Alors, quel était le secret de son succès? Pourquoi je l’appelle un mystère? Il est vrai que ses détracteurs ont critiqué une simplification excessive de significations musicales dans certains de ces morceaux, et l’accusent de ne pas être techniquement à la hauteur. D’après ses détracteurs, cela mènerait à une dégradation de la nécessaire ʺpureté des formesʺ (exigée par le Motu Proprio de St. Pie X) introduisant des éléments de banalité dans les mondes sacrés de la musique liturgique. Il peut y avoir du vrai dans ces affirmations. Comme nous l’avons souligné, il est également avéré qu’il comptait servir des chorales de niveau peu élevé, mais le danger dénoncé par ses détracteurs a une dimension réelle, en raison du nombre d’imitateurs qui ont commencé à produire des compositions similaires mais sans l’inspiration présente dans les œuvres de Perosi. Voilà pour moi le mystère : dans les nombreuses rencontres que j’ai pu avoir avec la musique de ce Maître, il y a une qualité mystérieuse qui à la fin vient ʺsauver la situationʺ. On peut ressentir que même si la technique n’est pas toujours comme elle devrait l’être, le tout est soutenu par une sorte de ʺmagie spirituelleʺ qui emplit toujours sa musique d’une atmosphère de prière. Si nous pensons aux simples motets comme Ave Maria, Iubilate Deo, Ecce Panis Angelorum et beaucoup d’autres, nous ne pouvons nous empêcher d’être frappés par leur beauté simple et par leur considérable efficacité. Celui qui veut essayer quelque chose de plus stimulant, au-delà des messes incroyablement populaires (Prima Pontificalis, Secunda Pontificalis, Te Deum Laudamus, Benedicamus Domino, etc), peut se tourner vers son Magnificat pour chœur mixte et orgue, où l’inspiration mélodique et le sens instinctif de la forme musicale est présent à chaque mesure. Ou encore le splendide O Sanctissima Anima, un motet envoûtant pour chœur mixte dont la qualité spirituelle est si prépondérante qu’on préférera l’entendre à genoux.
Aujourd’hui où nous célébrons les 60 ans de sa mort, que reste-t-il de lui ? Il est certain qu’il est encore très connu, même hors d’Italie.
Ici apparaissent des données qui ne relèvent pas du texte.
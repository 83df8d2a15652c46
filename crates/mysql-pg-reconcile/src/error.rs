//! Error types for the reconciliation library.

use thiserror::Error;

/// Process exit code for configuration errors.
pub const EXIT_CONFIG_ERROR: u8 = 1;
/// Process exit code when a store cannot be reached.
pub const EXIT_STORE_UNAVAILABLE: u8 = 2;
/// Process exit code when store output could not be interpreted.
pub const EXIT_PARSE_ERROR: u8 = 3;
/// Process exit code for a run that finished with row failures or a count mismatch.
pub const EXIT_DEGRADED: u8 = 4;
/// Process exit code for a cancelled run.
pub const EXIT_CANCELLED: u8 = 5;
/// Process exit code for a store call that exceeded its timeout.
pub const EXIT_TIMEOUT: u8 = 6;
/// Process exit code for file system errors.
pub const EXIT_IO_ERROR: u8 = 7;

/// Main error type for reconciliation operations.
#[derive(Error, Debug)]
pub enum ReconcileError {
    /// Configuration error (invalid YAML, missing fields, bad table spec, etc.)
    #[error("Configuration error: {0}")]
    Config(String),

    /// The store process or connection could not be reached.
    #[error("Store {store} unavailable: {message}")]
    StoreUnavailable { store: String, message: String },

    /// A value cannot be represented safely in the target statement language.
    #[error("Cannot encode column {column}: {message}")]
    Encoding { column: String, message: String },

    /// The store rejected a statement.
    #[error("Statement rejected: {message}")]
    RowExecution { message: String },

    /// A store's textual result could not be interpreted.
    #[error("Unparseable output from {context}: {message}")]
    Parse { context: String, message: String },

    /// A store call did not return within the configured timeout.
    #[error("Store {store} did not answer within {seconds}s")]
    Timeout { store: String, seconds: u64 },

    /// IO error (file operations, process spawning)
    #[error("IO error: {0}")]
    Io(#[from] std::io::Error),

    /// YAML serialization/deserialization error
    #[error("YAML error: {0}")]
    Yaml(#[from] serde_yaml::Error),

    /// JSON serialization/deserialization error
    #[error("JSON error: {0}")]
    Json(#[from] serde_json::Error),

    /// CSV decoding error
    #[error("CSV error: {0}")]
    Csv(#[from] csv::Error),

    /// Run was cancelled (SIGINT, etc.)
    #[error("Reconciliation cancelled")]
    Cancelled,
}

impl ReconcileError {
    /// Create a StoreUnavailable error.
    pub fn unavailable(store: impl Into<String>, message: impl std::fmt::Display) -> Self {
        ReconcileError::StoreUnavailable {
            store: store.into(),
            message: message.to_string(),
        }
    }

    /// Create a RowExecution error carrying the store's error text.
    pub fn rejected(message: impl std::fmt::Display) -> Self {
        ReconcileError::RowExecution {
            message: message.to_string().trim().to_string(),
        }
    }

    /// Create a Parse error.
    pub fn parse(context: impl Into<String>, message: impl std::fmt::Display) -> Self {
        ReconcileError::Parse {
            context: context.into(),
            message: message.to_string(),
        }
    }

    /// Create an Encoding error.
    pub fn encoding(column: impl Into<String>, message: impl std::fmt::Display) -> Self {
        ReconcileError::Encoding {
            column: column.into(),
            message: message.to_string(),
        }
    }

    /// Whether this error only affects the row that produced it.
    ///
    /// Row-level errors are recorded in the batch result; everything else
    /// halts the run.
    pub fn is_row_level(&self) -> bool {
        matches!(
            self,
            ReconcileError::Encoding { .. }
                | ReconcileError::RowExecution { .. }
                | ReconcileError::Timeout { .. }
        )
    }

    /// Process exit code for this error.
    pub fn exit_code(&self) -> u8 {
        match self {
            ReconcileError::Config(_) | ReconcileError::Yaml(_) => EXIT_CONFIG_ERROR,
            ReconcileError::StoreUnavailable { .. } => EXIT_STORE_UNAVAILABLE,
            ReconcileError::Parse { .. } | ReconcileError::Csv(_) => EXIT_PARSE_ERROR,
            ReconcileError::Encoding { .. } | ReconcileError::RowExecution { .. } => EXIT_DEGRADED,
            ReconcileError::Cancelled => EXIT_CANCELLED,
            ReconcileError::Timeout { .. } => EXIT_TIMEOUT,
            ReconcileError::Io(_) | ReconcileError::Json(_) => EXIT_IO_ERROR,
        }
    }

    /// Format error with full details including error chain
    pub fn format_detailed(&self) -> String {
        let mut output = format!("Error: {}\n", self);

        let mut source = std::error::Error::source(self);
        let mut depth = 1;
        while let Some(err) = source {
            output.push_str(&format!("\nCaused by:\n  {}: {}", depth, err));
            source = err.source();
            depth += 1;
        }

        output
    }
}

/// Result type alias for reconciliation operations.
pub type Result<T> = std::result::Result<T, ReconcileError>;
Beaucoup de chorales, aux quatre coins du monde, continuent à chanter sa musique; mais sans doute moins qu’auparavant, notamment en raison de la crise que la musique d’église catholique est en train de traverser. Je ne pense pas que son nom disparaisse jamais des répertoires, mais il est vrai que de nos jours son influence est plus faible. Nous pouvons espérer que la contribution de cet humble prêtre à la musique d’église soit redécouverte à l’échelle internationale à travers une étude approfondie définissant la valeur ʺmystérieuseʺ de sa musique, les sources de son inspiration et sa place dans l’histoire de la musique.
Aurelio Porfiri est un compositeur italien, chef, écrivain et éducateur. Il a publié 13 livres et plus de 300 articles. Ses compositions sont publiées par divers éditeurs en Italie, France, Allemagne, États-Unis et Chine. Il vit à Rome. Courriel: aurelioporfiri@hotmail.com
Extrait de Mystery Lorenzo Perosis
Traduit de l’anglais par Alice Ligouy (Royaume Uni)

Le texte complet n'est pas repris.